Dari pengalaman implementasi program makanan sekolah di berbagai negara, ada dua model yang sering dibandingkan: (A) model sentralisasi lewat kontraktor besar; (B) model desentralisasi berbasis sekolah/orang tua/ koperasi lokal dengan pengawasan ketat. Keduanya punya kelebihan dan kekurangan. Model Sentralisasi (kontraktor besar): Mudah untuk standarisasi menu dan logistik; efektif untuk cakupan cepat; namun risiko korporatisasi, penurunan kualitas bahan, dan keterputusan dengan supplier lokal tinggi. Model Desentralisasi (sekolah + orang tua + koperasi): Lebih pro-lokal, memberdayakan petani, lebih mudah mengontrol mutu via komunitas; namun butuh kapasitas manajemen yang disiapkan, dukungan modal awal, dan mekanisme audit.

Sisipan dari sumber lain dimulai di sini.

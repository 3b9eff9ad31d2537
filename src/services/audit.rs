use crate::{
    entities::{audit_log, AuditAction, AuditLog, AuditLogModel, EntityType},
    errors::ServiceError,
};
use chrono::{DateTime, Utc};
use sea_orm::{
    ActiveModelTrait, ColumnTrait, DatabaseConnection, EntityTrait, PaginatorTrait, QueryFilter,
    QueryOrder, QuerySelect, Set,
};
use serde::Deserialize;
use serde_json::Value;
use std::sync::Arc;
use tracing::{info, instrument};
use uuid::Uuid;

/// Service recording and querying who-did-what audit entries. Log writes
/// are best-effort from the callers' perspective: handlers report failures
/// but never roll back the audited operation.
#[derive(Clone)]
pub struct AuditService {
    db: Arc<DatabaseConnection>,
}

#[derive(Debug, Clone, Deserialize)]
pub struct CreateAuditLogInput {
    pub user_id: Option<Uuid>,
    pub action: AuditAction,
    pub entity_type: EntityType,
    pub entity_id: Option<Uuid>,
    pub product_id: Option<Uuid>,
    pub category_id: Option<Uuid>,
    pub store_id: Option<Uuid>,
    pub details: Option<Value>,
    pub ip_address: Option<String>,
    pub user_agent: Option<String>,
}

#[derive(Debug, Clone, Default, Deserialize)]
pub struct AuditLogFilters {
    pub user_id: Option<Uuid>,
    pub action: Option<AuditAction>,
    pub entity_type: Option<EntityType>,
    pub entity_id: Option<Uuid>,
    pub product_id: Option<Uuid>,
    pub category_id: Option<Uuid>,
    pub store_id: Option<Uuid>,
    pub start_date: Option<DateTime<Utc>>,
    pub end_date: Option<DateTime<Utc>>,
}

impl AuditService {
    pub fn new(db: Arc<DatabaseConnection>) -> Self {
        Self { db }
    }

    /// Record an audit entry
    #[instrument(skip(self))]
    pub async fn create_log(
        &self,
        input: CreateAuditLogInput,
    ) -> Result<AuditLogModel, ServiceError> {
        let db = &*self.db;

        let entry = audit_log::ActiveModel {
            id: Set(Uuid::new_v4()),
            user_id: Set(input.user_id),
            action: Set(input.action),
            entity_type: Set(input.entity_type),
            entity_id: Set(input.entity_id),
            product_id: Set(input.product_id),
            category_id: Set(input.category_id),
            store_id: Set(input.store_id),
            details: Set(input.details),
            ip_address: Set(input.ip_address),
            user_agent: Set(input.user_agent),
            created_at: Set(Utc::now()),
        };

        let entry = entry.insert(db).await?;

        info!(
            action = ?entry.action,
            entity_type = ?entry.entity_type,
            user_id = ?entry.user_id,
            "Audit log created"
        );

        Ok(entry)
    }

    /// Record a login
    pub async fn log_login(
        &self,
        user_id: Uuid,
        ip_address: Option<String>,
        user_agent: Option<String>,
    ) -> Result<(), ServiceError> {
        self.create_log(CreateAuditLogInput {
            user_id: Some(user_id),
            action: AuditAction::Login,
            entity_type: EntityType::User,
            entity_id: Some(user_id),
            product_id: None,
            category_id: None,
            store_id: None,
            details: Some(serde_json::json!({ "action": "user_login" })),
            ip_address,
            user_agent,
        })
        .await?;
        Ok(())
    }

    /// Record a logout
    pub async fn log_logout(
        &self,
        user_id: Uuid,
        ip_address: Option<String>,
        user_agent: Option<String>,
    ) -> Result<(), ServiceError> {
        self.create_log(CreateAuditLogInput {
            user_id: Some(user_id),
            action: AuditAction::Logout,
            entity_type: EntityType::User,
            entity_id: Some(user_id),
            product_id: None,
            category_id: None,
            store_id: None,
            details: Some(serde_json::json!({ "action": "user_logout" })),
            ip_address,
            user_agent,
        })
        .await?;
        Ok(())
    }

    /// Record an action on a product
    pub async fn log_product_action(
        &self,
        user_id: Uuid,
        action: AuditAction,
        product_id: Uuid,
        details: Option<Value>,
    ) -> Result<(), ServiceError> {
        self.create_log(CreateAuditLogInput {
            user_id: Some(user_id),
            action,
            entity_type: EntityType::Product,
            entity_id: Some(product_id),
            product_id: Some(product_id),
            category_id: None,
            store_id: None,
            details,
            ip_address: None,
            user_agent: None,
        })
        .await?;
        Ok(())
    }

    /// Record an action on a category
    pub async fn log_category_action(
        &self,
        user_id: Uuid,
        action: AuditAction,
        category_id: Uuid,
        details: Option<Value>,
    ) -> Result<(), ServiceError> {
        self.create_log(CreateAuditLogInput {
            user_id: Some(user_id),
            action,
            entity_type: EntityType::Category,
            entity_id: Some(category_id),
            product_id: None,
            category_id: Some(category_id),
            store_id: None,
            details,
            ip_address: None,
            user_agent: None,
        })
        .await?;
        Ok(())
    }

    /// Record an action on a store
    pub async fn log_store_action(
        &self,
        user_id: Uuid,
        action: AuditAction,
        store_id: Uuid,
        details: Option<Value>,
    ) -> Result<(), ServiceError> {
        self.create_log(CreateAuditLogInput {
            user_id: Some(user_id),
            action,
            entity_type: EntityType::Store,
            entity_id: Some(store_id),
            product_id: None,
            category_id: None,
            store_id: Some(store_id),
            details,
            ip_address: None,
            user_agent: None,
        })
        .await?;
        Ok(())
    }

    /// List audit entries with filters and pagination, newest first
    #[instrument(skip(self))]
    pub async fn find_all(
        &self,
        page: u64,
        limit: u64,
        filters: AuditLogFilters,
    ) -> Result<(Vec<AuditLogModel>, u64), ServiceError> {
        let db = &*self.db;

        let mut query = AuditLog::find();
        if let Some(user_id) = filters.user_id {
            query = query.filter(audit_log::Column::UserId.eq(user_id));
        }
        if let Some(action) = filters.action {
            query = query.filter(audit_log::Column::Action.eq(action));
        }
        if let Some(entity_type) = filters.entity_type {
            query = query.filter(audit_log::Column::EntityType.eq(entity_type));
        }
        if let Some(entity_id) = filters.entity_id {
            query = query.filter(audit_log::Column::EntityId.eq(entity_id));
        }
        if let Some(product_id) = filters.product_id {
            query = query.filter(audit_log::Column::ProductId.eq(product_id));
        }
        if let Some(category_id) = filters.category_id {
            query = query.filter(audit_log::Column::CategoryId.eq(category_id));
        }
        if let Some(store_id) = filters.store_id {
            query = query.filter(audit_log::Column::StoreId.eq(store_id));
        }
        if let Some(start_date) = filters.start_date {
            query = query.filter(audit_log::Column::CreatedAt.gte(start_date));
        }
        if let Some(end_date) = filters.end_date {
            query = query.filter(audit_log::Column::CreatedAt.lte(end_date));
        }

        let paginator = query
            .order_by_desc(audit_log::Column::CreatedAt)
            .paginate(db, limit);
        let total = paginator.num_items().await?;
        let logs = paginator.fetch_page(page.saturating_sub(1)).await?;

        Ok((logs, total))
    }

    /// Get a single audit entry
    #[instrument(skip(self))]
    pub async fn find_one(&self, id: Uuid) -> Result<AuditLogModel, ServiceError> {
        let db = &*self.db;

        AuditLog::find_by_id(id)
            .one(db)
            .await?
            .ok_or_else(|| ServiceError::NotFound(format!("Audit log with ID {} not found", id)))
    }

    /// Latest entries of a single user
    #[instrument(skip(self))]
    pub async fn user_activity(
        &self,
        user_id: Uuid,
        limit: u64,
    ) -> Result<Vec<AuditLogModel>, ServiceError> {
        let db = &*self.db;

        AuditLog::find()
            .filter(audit_log::Column::UserId.eq(user_id))
            .order_by_desc(audit_log::Column::CreatedAt)
            .limit(limit)
            .all(db)
            .await
            .map_err(Into::into)
    }

    /// Latest entries across all users
    #[instrument(skip(self))]
    pub async fn recent_activity(&self, limit: u64) -> Result<Vec<AuditLogModel>, ServiceError> {
        let db = &*self.db;

        AuditLog::find()
            .order_by_desc(audit_log::Column::CreatedAt)
            .limit(limit)
            .all(db)
            .await
            .map_err(Into::into)
    }
}
use crate::auth::AuthRouterExt;
use crate::handlers::common::{map_service_error, success_response};
use crate::services::dashboard::{DashboardAlerts, DashboardSummary, RecentActivity};
use crate::{errors::ApiError, AppState};
use axum::{
    extract::{Query, State},
    routing::get,
    Router,
};
use serde::Deserialize;
use utoipa::IntoParams;

const DEFAULT_RECENT_LIMIT: u64 = 10;

/// Creates the router for dashboard endpoints; all require authentication.
pub fn dashboard_routes() -> Router<AppState> {
    Router::new()
        .route("/summary", get(summary))
        .route("/alerts", get(alerts))
        .route("/recent-activity", get(recent_activity))
        .with_auth()
}

/// Headline counts for the dashboard landing page
#[utoipa::path(
    get,
    path = "/api/v1/dashboard/summary",
    responses(
        (status = 200, description = "Summary retrieved", body = Object),
        (status = 401, description = "Unauthorized", body = crate::errors::ErrorResponse)
    ),
    security(("Bearer" = [])),
    tag = "Dashboard"
)]
pub(crate) async fn summary(
    State(state): State<AppState>,
) -> Result<impl axum::response::IntoResponse, ApiError> {
    let summary: DashboardSummary = state
        .services
        .dashboard
        .summary()
        .await
        .map_err(map_service_error)?;

    Ok(success_response(summary))
}

/// Data-quality alerts
#[utoipa::path(
    get,
    path = "/api/v1/dashboard/alerts",
    responses(
        (status = 200, description = "Alerts retrieved", body = Object),
        (status = 401, description = "Unauthorized", body = crate::errors::ErrorResponse)
    ),
    security(("Bearer" = [])),
    tag = "Dashboard"
)]
pub(crate) async fn alerts(
    State(state): State<AppState>,
) -> Result<impl axum::response::IntoResponse, ApiError> {
    let alerts: DashboardAlerts = state
        .services
        .dashboard
        .alerts()
        .await
        .map_err(map_service_error)?;

    Ok(success_response(alerts))
}

/// Most recently updated products and categories
#[utoipa::path(
    get,
    path = "/api/v1/dashboard/recent-activity",
    params(RecentActivityParams),
    responses(
        (status = 200, description = "Recent activity retrieved", body = Object),
        (status = 401, description = "Unauthorized", body = crate::errors::ErrorResponse)
    ),
    security(("Bearer" = [])),
    tag = "Dashboard"
)]
pub(crate) async fn recent_activity(
    State(state): State<AppState>,
    Query(params): Query<RecentActivityParams>,
) -> Result<impl axum::response::IntoResponse, ApiError> {
    let activity: RecentActivity = state
        .services
        .dashboard
        .recent_activity(params.limit.unwrap_or(DEFAULT_RECENT_LIMIT))
        .await
        .map_err(map_service_error)?;

    Ok(success_response(activity))
}

#[derive(Debug, Deserialize, IntoParams)]
#[into_params(parameter_in = Query)]
pub struct RecentActivityParams {
    #[serde(default)]
    pub limit: Option<u64>,
}
mod m20240101_000004_create_products_table {

    use sea_orm_migration::prelude::*;

    use super::m20240101_000002_create_categories_table::Categories;

    pub struct Migration;

    impl MigrationName for Migration {
        fn name(&self) -> &str {
            "m20240101_000004_create_products_table"
        }
    }

    #[async_trait::async_trait]
    impl MigrationTrait for Migration {
        async fn up(&self, manager: &SchemaManager) -> Result<(), DbErr> {
            manager
                .create_table(
                    Table::create()
                        .table(Products::Table)
                        .if_not_exists()
                        .col(
                            ColumnDef::new(Products::Id)
                                .uuid()
                                .primary_key()
                                .not_null(),
                        )
                        .col(ColumnDef::new(Products::Name).string().not_null())
                        .col(
                            ColumnDef::new(Products::DetailedDescription)
                                .text()
                                .not_null(),
                        )
                        .col(ColumnDef::new(Products::CategoryId).uuid().not_null())
                        .col(
                            ColumnDef::new(Products::Price)
                                .decimal_len(12, 2)
                                .not_null(),
                        )
                        .col(
                            ColumnDef::new(Products::PromotionalPrice)
                                .decimal_len(12, 2)
                                .null(),
                        )
                        .col(ColumnDef::new(Products::Sku).string().not_null())
                        .col(ColumnDef::new(Products::EanUpc).string().null())
                        .col(ColumnDef::new(Products::Sizes).json().not_null())
                        .col(ColumnDef::new(Products::Colors).json().not_null())
                        .col(ColumnDef::new(Products::Images).json().not_null())
                        .col(
                            ColumnDef::new(Products::Active)
                                .boolean()
                                .not_null()
                                .default(true),
                        )
                        .col(
                            ColumnDef::new(Products::CreatedAt)
                                .timestamp_with_time_zone()
                                .not_null(),
                        )
                        .col(
                            ColumnDef::new(Products::UpdatedAt)
                                .timestamp_with_time_zone()
                                .not_null(),
                        )
                        .foreign_key(
                            ForeignKey::create()
                                .name("fk_products_category_id")
                                .from(Products::Table, Products::CategoryId)
                                .to(Categories::Table, Categories::Id),
                        )
                        .to_owned(),
                )
                .await?;

            manager
                .create_index(
                    Index::create()
                        .if_not_exists()
                        .name("idx_products_sku")
                        .table(Products::Table)
                        .col(Products::Sku)
                        .unique()
                        .to_owned(),
                )
                .await?;

            manager
                .create_index(
                    Index::create()
                        .if_not_exists()
                        .name("idx_products_category_id")
                        .table(Products::Table)
                        .col(Products::CategoryId)
                        .to_owned(),
                )
                .await
        }

        async fn down(&self, manager: &SchemaManager) -> Result<(), DbErr> {
            manager
                .drop_table(Table::drop().table(Products::Table).to_owned())
                .await
        }
    }

    #[derive(DeriveIden)]
    pub(super) enum Products {
        Table,
        Id,
        Name,
        DetailedDescription,
        CategoryId,
        Price,
        PromotionalPrice,
        Sku,
        EanUpc,
        Sizes,
        Colors,
        Images,
        Active,
        CreatedAt,
        UpdatedAt,
    }
}

mod m20240101_000005_create_stock_by_store_table {

    use sea_orm_migration::prelude::*;

    use super::m20240101_000003_create_stores_table::Stores;
    use super::m20240101_000004_create_products_table::Products;

    pub struct Migration;

    impl MigrationName for Migration {
        fn name(&self) -> &str {
            "m20240101_000005_create_stock_by_store_table"
        }
    }

    #[async_trait::async_trait]
    impl MigrationTrait for Migration {
        async fn up(&self, manager: &SchemaManager) -> Result<(), DbErr> {
            manager
                .create_table(
                    Table::create()
                        .table(StockByStore::Table)
                        .if_not_exists()
                        .col(
                            ColumnDef::new(StockByStore::Id)
                                .uuid()
                                .primary_key()
                                .not_null(),
                        )
                        .col(ColumnDef::new(StockByStore::ProductId).uuid().not_null())
                        .col(ColumnDef::new(StockByStore::StoreId).uuid().not_null())
                        .col(
                            ColumnDef::new(StockByStore::Quantity)
                                .integer()
                                .not_null()
                                .default(0),
                        )
                        .col(
                            ColumnDef::new(StockByStore::CreatedAt)
                                .timestamp_with_time_zone()
                                .not_null(),
                        )
                        .col(
                            ColumnDef::new(StockByStore::UpdatedAt)
                                .timestamp_with_time_zone()
                                .not_null(),
                        )
                        .foreign_key(
                            ForeignKey::create()
                                .name("fk_stock_by_store_product_id")
                                .from(StockByStore::Table, StockByStore::ProductId)
                                .to(Products::Table, Products::Id),
                        )
                        .foreign_key(
                            ForeignKey::create()
                                .name("fk_stock_by_store_store_id")
                                .from(StockByStore::Table, StockByStore::StoreId)
                                .to(Stores::Table, Stores::Id),
                        )
                        .to_owned(),
                )
                .await?;

            // One stock row per (product, store) pair; upserts rely on this.
            manager
                .create_index(
                    Index::create()
                        .if_not_exists()
                        .name("idx_stock_by_store_product_store")
                        .table(StockByStore::Table)
                        .col(StockByStore::ProductId)
                        .col(StockByStore::StoreId)
                        .unique()
                        .to_owned(),
                )
                .await?;

            manager
                .create_index(
                    Index::create()
                        .if_not_exists()
                        .name("idx_stock_by_store_store_id")
                        .table(StockByStore::Table)
                        .col(StockByStore::StoreId)
                        .to_owned(),
                )
                .await
        }

        async fn down(&self, manager: &SchemaManager) -> Result<(), DbErr> {
            manager
                .drop_table(Table::drop().table(StockByStore::Table).to_owned())
                .await
        }
    }

    #[derive(DeriveIden)]
    pub(super) enum StockByStore {
        Table,
        Id,
        ProductId,
        StoreId,
        Quantity,
        CreatedAt,
        UpdatedAt,
    }
}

Bukti praktik di lapangan menunjukkan model yang melibatkan komunitas (orang tua + komite sekolah + koperasi lokal) sering lebih berhasil menjaga mutu makanan dan kebersihan, asalkan ada supervisi kesehatan dari dinas dan dukungan teknis yang memadai. Oleh sebab itu, rekomendasi kuat adalah mengembalikan sebagian pengelolaan MBG ke basis sekolah/komunitas, tetapi dengan tiga prasyarat: (1) ringkas standardisasi menu bergizi; (2) dana disalurkan transparan melalui transfer khusus yang dipantau; (3) audit kebersihan rutin dilaksanakan oleh tim gabungan (kesehatan, pendidikan, perwakilan orang tua). Model hybrid ini meminimalkan rantai pasok yang merugikan kualitas dan meningkatkan keterlibatan lokal. (law.stanford.edu).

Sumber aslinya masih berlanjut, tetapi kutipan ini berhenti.